Roughly once a month, we host a one-hour chat in our company-wide chat room to candidly and respectfully discuss diversity. It’s 100% internal and only for employees who are interested in participating. The chat is structured with 1-3 volunteers, who are arranged ahead of time, starting our discussion by sharing personal experiences related to diversity. Anyone can ask questions, offer support, share their own experiences, or simply observe. We chose our existing chat room because we wanted to meet people where they were already talking and eliminate speaking over each other. It would also allow us to save the conversations as artifacts that employees could read after the fact if they miss the live chat or want to re-absorb the information. I know the idea sounds risky. How could that possibly work? People would either be too timid to say anything of value, or make everyone super uncomfortable by oversharing, or even worse, begin to brawl in all caps. I wouldn’t even be surprised if someone cried. And this would all be in our chat history, never to be deleted. Spoiler: none of that has happened. The conversations have been productive and civil; the volunteers have been open-minded and allowed themselves to be vulnerable, while other participants have asked questions, offered support, and shared different perspectives. In several instances, people responded with things like, "WHAT??!! Really? I can’t believe that happened to you!" or fervently agreed that they had experienced something very similar. People have even been brave enough to ask if their own behavior was perpetuating the issue, and asked to be called out if they did something that bothered anyone.
What We’ve Learned
By no stretch of the imagination do I think this would be a good idea in every workplace. Stack Overflow seems to be just the right size with the appropriate tools to make something like this work. Furthermore, people were at least willing to give it a try, and kept open minds. So we had the means to make it happen, and I think we also found a formula that heavily contributed to it being productive:
Each chat has a topic, like English as a Second Language, LGBT, or Parenting/ Work-Life Balance, that we discuss within the scope of working at Stack Overflow or in the workplace in general. By keeping the focus small, we are able to dig in deeper. We also have a moderator to make sure things don’t derail by slipping off-topic or becoming toxic. (So far we have not experienced the latter, but I will concede that we have been guilty of the former.)

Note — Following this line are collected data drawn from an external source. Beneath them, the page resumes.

//! API Response types and error codes
//!
//! - `ApiResponse<T>`: Unified response wrapper
//! - `ApiError`: handler error, rendered as `ApiResponse<()>` with a status code
//! - `error_codes`: Standard error code constants

use axum::{
    Json,
    http::StatusCode,
    response::{IntoResponse, Response},
};
use serde::Serialize;

use crate::ledger::LedgerError;

// ============================================================================
// Unified API Response Format
// ============================================================================

/// Unified API response wrapper
///
/// - code: 0 = success, non-zero = error code
/// - msg: short message description
/// - data: actual data (success) or null (error)
#[derive(Debug, Serialize)]
pub struct ApiResponse<T> {
    pub code: i32,
    pub msg: String,
    #[serde(skip_serializing_if = "Option::is_none")]
    pub data: Option<T>,
}

impl<T> ApiResponse<T> {
    pub fn success(data: T) -> Self {
        Self {
            code: 0,
            msg: "ok".to_string(),
            data: Some(data),
        }
    }

    pub fn error(code: i32, msg: impl Into<String>) -> ApiResponse<()> {
        ApiResponse {
            code,
            msg: msg.into(),
            data: None,
        }
    }
}

// ============================================================================
// Handler errors
// ============================================================================

#[derive(Debug, Clone, PartialEq, Eq)]
pub struct ApiError {
    pub status: StatusCode,
    pub code: i32,
    pub msg: String,
}

pub type ApiResult<T> = Result<(StatusCode, Json<ApiResponse<T>>), ApiError>;

/// 200 + success envelope
pub fn ok<T>(data: T) -> ApiResult<T> {
    Ok((StatusCode::OK, Json(ApiResponse::success(data))))
}

impl ApiError {
    pub fn new(status: StatusCode, code: i32, msg: impl Into<String>) -> Self {
        Self {
            status,
            code,
            msg: msg.into(),
        }
    }

    pub fn bad_request(msg: impl Into<String>) -> Self {
        Self::new(StatusCode::BAD_REQUEST, error_codes::INVALID_PARAMETER, msg)
    }

    pub fn service_unavailable(msg: impl Into<String>) -> Self {
        Self::new(
            StatusCode::SERVICE_UNAVAILABLE,
            error_codes::SERVICE_UNAVAILABLE,
            msg,
        )
    }
}

impl IntoResponse for ApiError {
    fn into_response(self) -> Response {
        (self.status, Json(ApiResponse::<()>::error(self.code, self.msg))).into_response()
    }
}

impl From<LedgerError> for ApiError {
    fn from(err: LedgerError) -> Self {
        let status =
            StatusCode::from_u16(err.http_status()).unwrap_or(StatusCode::INTERNAL_SERVER_ERROR);
        let code = match &err {
            LedgerError::InvalidRequest(_) => error_codes::INVALID_PARAMETER,
            LedgerError::InsufficientFunds { .. } => error_codes::INSUFFICIENT_BALANCE,
            LedgerError::AccountNotFound(_) => error_codes::ACCOUNT_NOT_FOUND,
            LedgerError::TransactionNotFound(_) => error_codes::TRANSACTION_NOT_FOUND,
            LedgerError::ConflictFailure(_) => error_codes::CONFLICT,
            LedgerError::TransientStorageFailure(_) => error_codes::SERVICE_UNAVAILABLE,
            LedgerError::Internal(_) => error_codes::INTERNAL_ERROR,
        };
        // Storage internals stay in the logs
        let msg = match &err {
            LedgerError::Internal(_) => "Internal server error".to_string(),
            LedgerError::TransientStorageFailure(_) => {
                "Storage temporarily unavailable, retry with the same idempotency key".to_string()
            }
            _ => err.to_string(),
        };
        Self::new(status, code, msg)
    }
}

// ============================================================================
// Error Codes
// ============================================================================

/// Standard API error codes
pub mod error_codes {
    // Client errors (1xxx)
    pub const INVALID_PARAMETER: i32 = 1001;
    pub const INSUFFICIENT_BALANCE: i32 = 1002;

    // Resource errors (4xxx)
    pub const ACCOUNT_NOT_FOUND: i32 = 4001;
    pub const TRANSACTION_NOT_FOUND: i32 = 4002;
    pub const CONFLICT: i32 = 4009;

    // Server errors (5xxx)
    pub const INTERNAL_ERROR: i32 = 5000;
    pub const SERVICE_UNAVAILABLE: i32 = 5001;
}
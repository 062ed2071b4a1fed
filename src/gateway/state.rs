use std::sync::Arc;

use crate::ledger::TransferEngine;

/// Gateway shared state
#[derive(Clone)]
pub struct AppState {
    pub engine: Arc<TransferEngine>,
}

impl AppState {
    pub fn new(engine: Arc<TransferEngine>) -> Self {
        Self { engine }
    }
}
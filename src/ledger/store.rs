//! Storage seams for the ledger
//!
//! The engine only talks to these traits, so it runs the same against
//! PostgreSQL and the in-memory store.
//!
//! A [`UnitOfWork`] owns every row lock it acquires. Locks are released and
//! staged writes discarded when it is committed, rolled back, or simply
//! dropped on an early return.

use async_trait::async_trait;
use chrono::{DateTime, Utc};
use rust_decimal::Decimal;

use super::error::LedgerError;
use super::types::{
    Account, AccountId, IdempotencyRecord, Transaction, TransactionDirection, TransactionId,
};

/// One atomic unit of work against the account store and transaction log
#[async_trait]
pub trait UnitOfWork: Send {
    /// Lock an account row exclusively and return its current state.
    ///
    /// Blocks while another unit of work holds the row. Waiting longer
    /// than the store's lock timeout fails with `TransientStorageFailure`.
    async fn lock_account(&mut self, id: AccountId) -> Result<Option<Account>, LedgerError>;

    /// Append a transaction to the log.
    ///
    /// Fails with `ConflictFailure` if its idempotency key is already logged.
    async fn insert_transaction(&mut self, txn: &Transaction) -> Result<(), LedgerError>;

    /// Add `delta` to a row previously locked by this unit of work.
    async fn apply_delta(
        &mut self,
        id: AccountId,
        delta: Decimal,
        now: DateTime<Utc>,
    ) -> Result<(), LedgerError>;

    /// Make every staged write durable and release all locks.
    async fn commit(self: Box<Self>) -> Result<(), LedgerError>;

    /// Discard every staged write and release all locks.
    async fn rollback(self: Box<Self>) -> Result<(), LedgerError>;
}

/// Account store + transaction log
#[async_trait]
pub trait LedgerStore: Send + Sync {
    fn name(&self) -> &'static str;

    /// Open a new unit of work
    async fn begin(&self) -> Result<Box<dyn UnitOfWork>, LedgerError>;

    /// Unlocked read of an account
    async fn get_account(&self, id: AccountId) -> Result<Option<Account>, LedgerError>;

    async fn get_transaction(
        &self,
        id: TransactionId,
    ) -> Result<Option<Transaction>, LedgerError>;

    /// Look up the logged transaction carrying a client idempotency key
    async fn get_transaction_by_key(&self, key: &str)
    -> Result<Option<Transaction>, LedgerError>;

    /// One page of `account_id`'s transactions, newest first, plus the
    /// number of matching transactions across all pages
    async fn list_transactions(
        &self,
        account_id: AccountId,
        direction: TransactionDirection,
        limit: u32,
        offset: u32,
    ) -> Result<(Vec<Transaction>, u64), LedgerError>;

    /// Cheap liveness check
    async fn health_check(&self) -> Result<(), LedgerError>;
}

/// Durable key -> transaction mapping
#[async_trait]
pub trait IdempotencyStore: Send + Sync {
    /// Raw lookup, expired rows included
    async fn find(&self, key: &str) -> Result<Option<IdempotencyRecord>, LedgerError>;

    /// Insert `record` unless a live row for the key exists.
    ///
    /// An expired row is replaced. Returns whatever row is stored for the
    /// key afterwards, which is the caller's record only if it won.
    async fn insert_if_absent(
        &self,
        record: &IdempotencyRecord,
        now: DateTime<Utc>,
    ) -> Result<IdempotencyRecord, LedgerError>;

    /// Delete rows with `expires_at <= now`. Returns how many were removed.
    async fn purge_expired(&self, now: DateTime<Utc>) -> Result<u64, LedgerError>;
}
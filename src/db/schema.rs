//! Ledger schema bootstrap
//!
//! Idempotent DDL for the three ledger relations. Run once at startup.

use sqlx::PgPool;

/// Account balances. Rows are created and funded outside the ledger.
pub const CREATE_ACCOUNTS_TABLE: &str = r#"
CREATE TABLE IF NOT EXISTS accounts (
    id          BIGINT PRIMARY KEY,
    balance     NUMERIC(20, 2) NOT NULL DEFAULT 0 CHECK (balance >= 0),
    updated_at  TIMESTAMPTZ NOT NULL DEFAULT NOW()
)
"#;

/// Transaction log. Never updated; `idempotency_key` is the duplicate guard.
pub const CREATE_TRANSACTIONS_TABLE: &str = r#"
CREATE TABLE IF NOT EXISTS transactions (
    id               UUID PRIMARY KEY,
    sender_id        BIGINT NOT NULL REFERENCES accounts (id),
    receiver_id      BIGINT NOT NULL REFERENCES accounts (id),
    amount           NUMERIC(20, 2) NOT NULL CHECK (amount > 0),
    status           VARCHAR(20) NOT NULL,
    description      TEXT,
    idempotency_key  VARCHAR(255) NOT NULL UNIQUE,
    created_at       TIMESTAMPTZ NOT NULL DEFAULT NOW(),
    completed_at     TIMESTAMPTZ,
    CHECK (sender_id <> receiver_id)
)
"#;

pub const CREATE_TRANSACTIONS_SENDER_INDEX: &str =
    "CREATE INDEX IF NOT EXISTS idx_transactions_sender ON transactions (sender_id, created_at DESC)";

pub const CREATE_TRANSACTIONS_RECEIVER_INDEX: &str =
    "CREATE INDEX IF NOT EXISTS idx_transactions_receiver ON transactions (receiver_id, created_at DESC)";

/// Idempotency registry with a fixed expiry horizon
pub const CREATE_IDEMPOTENCY_KEYS_TABLE: &str = r#"
CREATE TABLE IF NOT EXISTS idempotency_keys (
    key             VARCHAR(255) PRIMARY KEY,
    transaction_id  UUID NOT NULL REFERENCES transactions (id),
    expires_at      TIMESTAMPTZ NOT NULL
)
"#;

pub const CREATE_IDEMPOTENCY_EXPIRY_INDEX: &str =
    "CREATE INDEX IF NOT EXISTS idx_idempotency_keys_expires ON idempotency_keys (expires_at)";

const STATEMENTS: [(&str, &str); 6] = [
    ("accounts", CREATE_ACCOUNTS_TABLE),
    ("transactions", CREATE_TRANSACTIONS_TABLE),
    ("idx_transactions_sender", CREATE_TRANSACTIONS_SENDER_INDEX),
    ("idx_transactions_receiver", CREATE_TRANSACTIONS_RECEIVER_INDEX),
    ("idempotency_keys", CREATE_IDEMPOTENCY_KEYS_TABLE),
    ("idx_idempotency_keys_expires", CREATE_IDEMPOTENCY_EXPIRY_INDEX),
];

/// Create the ledger tables if they do not exist
pub async fn init_schema(pool: &PgPool) -> anyhow::Result<()> {
    tracing::info!("Initializing ledger schema...");

    for (name, ddl) in STATEMENTS {
        sqlx::query(ddl)
            .execute(pool)
            .await
            .map_err(|e| anyhow::anyhow!("Failed to create {}: {}", name, e))?;
    }

    tracing::info!("Ledger schema ready");
    Ok(())
}
//! Account handlers

use std::sync::Arc;

use axum::extract::{Path, Query, State, rejection::QueryRejection};
use validator::Validate;

use super::super::state::AppState;
use super::super::types::{ApiError, ApiResult, HistoryQuery, ok};
use crate::ledger::{AccountId, BalanceView, TransactionPage};

/// Get account balance (read through the balance cache)
///
/// GET /accounts/{id}/balance
pub async fn get_balance(
    State(state): State<Arc<AppState>>,
    Path(account_id): Path<AccountId>,
) -> ApiResult<BalanceView> {
    let view = state.engine.get_balance(account_id).await?;
    ok(view)
}

/// List an account's transactions, newest first
///
/// GET /accounts/{id}/transactions?direction=sent&limit=20&offset=0
pub async fn list_transactions(
    State(state): State<Arc<AppState>>,
    Path(account_id): Path<AccountId>,
    query: Result<Query<HistoryQuery>, QueryRejection>,
) -> ApiResult<TransactionPage> {
    let Query(query) = query.map_err(|e| ApiError::bad_request(e.body_text()))?;
    query
        .validate()
        .map_err(|e| ApiError::bad_request(e.to_string()))?;
    let direction = query.direction()?;

    let page = state
        .engine
        .list_transactions(account_id, direction, query.limit, query.offset)
        .await?;
    ok(page)
}
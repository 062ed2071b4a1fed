use std::process::{Command, Output};

fn git(args: &[&str]) -> Option<Output> {
    Command::new("git").args(args).output().ok()
}

// GIT_HASH is reported by GET /health
fn main() {
    let hash = git(&["rev-parse", "--short", "HEAD"])
        .filter(|o| o.status.success())
        .map(|o| String::from_utf8_lossy(&o.stdout).trim().to_string());
    let dirty = git(&["status", "--porcelain", "--untracked-files=no"])
        .map(|o| o.status.success() && !o.stdout.is_empty())
        .unwrap_or(false);

    let build = match hash {
        Some(h) if dirty => format!("{h}-dirty"),
        Some(h) => h,
        None => format!("v{}", env!("CARGO_PKG_VERSION")),
    };

    println!("cargo:rustc-env=GIT_HASH={build}");
    println!("cargo:rerun-if-changed=.git/HEAD");
    println!("cargo:rerun-if-changed=.git/refs/heads");
}
//! Request bodies
//!
//! Shape checks happen here with `validator`; the engine re-validates the
//! business rules (distinct accounts, scale, trimmed key) on every call.

use rust_decimal::Decimal;
use serde::Deserialize;
use validator::{Validate, ValidationError};

use crate::ledger::LedgerError;
use crate::ledger::types::{AccountId, TransactionDirection, TransferRequest};

/// POST /transfer body
#[derive(Debug, Clone, Deserialize, Validate)]
pub struct TransferBody {
    pub sender_id: AccountId,
    pub receiver_id: AccountId,
    #[validate(custom(function = "validate_positive_amount"))]
    pub amount: Decimal,
    #[validate(length(max = 500))]
    #[serde(default)]
    pub description: Option<String>,
    #[validate(length(min = 1, max = 255))]
    pub idempotency_key: String,
}

fn validate_positive_amount(amount: &Decimal) -> Result<(), ValidationError> {
    if amount.is_sign_positive() && !amount.is_zero() {
        Ok(())
    } else {
        Err(ValidationError::new("amount_must_be_positive"))
    }
}

impl TransferBody {
    pub fn into_request(self) -> TransferRequest {
        let req = TransferRequest::new(
            self.sender_id,
            self.receiver_id,
            self.amount,
            self.idempotency_key,
        );
        match self.description {
            Some(description) if !description.is_empty() => req.with_description(description),
            _ => req,
        }
    }
}

/// GET /accounts/{id}/transactions query string
#[derive(Debug, Clone, Default, Deserialize, Validate)]
pub struct HistoryQuery {
    /// `all` (default), `sent` or `received`
    #[serde(default)]
    pub direction: Option<String>,
    #[validate(range(min = 1, max = 100))]
    #[serde(default)]
    pub limit: Option<u32>,
    #[serde(default)]
    pub offset: Option<u32>,
}

impl HistoryQuery {
    pub fn direction(&self) -> Result<TransactionDirection, LedgerError> {
        match self.direction.as_deref() {
            None | Some("") => Ok(TransactionDirection::All),
            Some(raw) => raw.parse(),
        }
    }
}
//! PayFlow Ledger - account-to-account transfer engine
//!
//! Moves funds atomically between two accounts, exactly once per
//! idempotency key, on top of a transactional store.
//!
//! # Modules
//!
//! - [`ledger`] - Transfer engine, idempotency registry, storage seams
//! - [`db`] - PostgreSQL pool and schema bootstrap
//! - [`gateway`] - axum HTTP surface
//! - [`config`] - YAML configuration
//! - [`logging`] - tracing subscriber setup

pub mod config;
pub mod db;
pub mod gateway;
pub mod ledger;
pub mod logging;

pub use ledger::{
    LedgerError, TransferEngine, TransferReceipt, TransferRequest, Transaction, TransactionId,
};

There is a lot of respect amongst peers here. I firmly believe that this idea can only work if people trust each other enough to make themselves vulnerable — there can be no hostility whatsoever. We also follow the same Be Nice Policy that we practice in our communities, and keep everything 100% internal.
The real secret sauce, though, is that our volunteers share (very) personal experiences. By giving firsthand accounts of dealing with bias, they are bringing the issue close to home — it's a lot easier to have empathy for experiences that are different than yours when they come from someone you care about personally and respect professionally, especially when they are putting themselves out there.
I don’t think DIP Chat is a silver bullet. We haven’t “fixed” diversity at Stack Overflow by any means, but it is doing us some good. Employees from different parts of the company — and all over the world — are learning from each other and strengthening relationships in a way that previously wasn’t available. For me personally, DIP Chat has changed the way I think about myself, other people, and our responsibility to each other. The real reason that I think that this is working for us is that the heart of Stack Overflow is asking and answering questions. We are professional lovers of sharing knowledge, and this spirit extends beyond our Q&A sites.